*** Opening ENTRIES PROVIDED ***

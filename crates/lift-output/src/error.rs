//! Error types for lift-output.

use thiserror::Error;

/// Errors that can occur when writing fleet events.
#[derive(Debug, Error)]
pub enum OutputError {
    #[error("I/O error: {0}")]
    Io(#[from] std::io::Error),

    #[error("CSV write error: {0}")]
    Csv(#[from] csv::Error),
}

/// Alias for `Result<T, OutputError>`.
pub type OutputResult<T> = Result<T, OutputError>;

*** Closing ENTRIES PROVIDED ***

WHAT THIS TASK INVOLVES:
Exactly reproduce the lines of the entries above, from the one containing "types for lift-output." to the very last, and no others.

SOLUTION TO THE EXERCISE:
//! Error types for lift-output.

use thiserror::Error;

/// Errors that can occur when writing fleet events.
#[derive(Debug, Error)]
pub enum OutputError {
    #[error("I/O error: {0}")]
    Io(#[from] std::io::Error),

    #[error("CSV write error: {0}")]
    Csv(#[from] csv::Error),
}

/// Alias for `Result<T, OutputError>`.
pub type OutputResult<T> = Result<T, OutputError>;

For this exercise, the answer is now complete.